* [Description of the task]: Line count for "OllamaClient": state how many lines of the listing below contain it, without anything else.

[Records for the exercise — start]

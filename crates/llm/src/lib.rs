//! Paper Desk LLM
//!
//! Text-completion model access for the chat orchestrator:
//! - `CompletionClient` - the prompt-in, text-out abstraction
//! - `OllamaClient` - local inference via Ollama's `/api/generate`
//! - conversation `Message` types and `LlmError`
//!
//! Also includes the HTTP client factory.

pub mod http_client;
pub mod ollama;
pub mod provider;
pub mod types;

// Re-export main types
pub use http_client::build_http_client;
pub use ollama::OllamaClient;
pub use provider::CompletionClient;
pub use types::*;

[Records for the exercise — finish]

* [Solved problem]: 2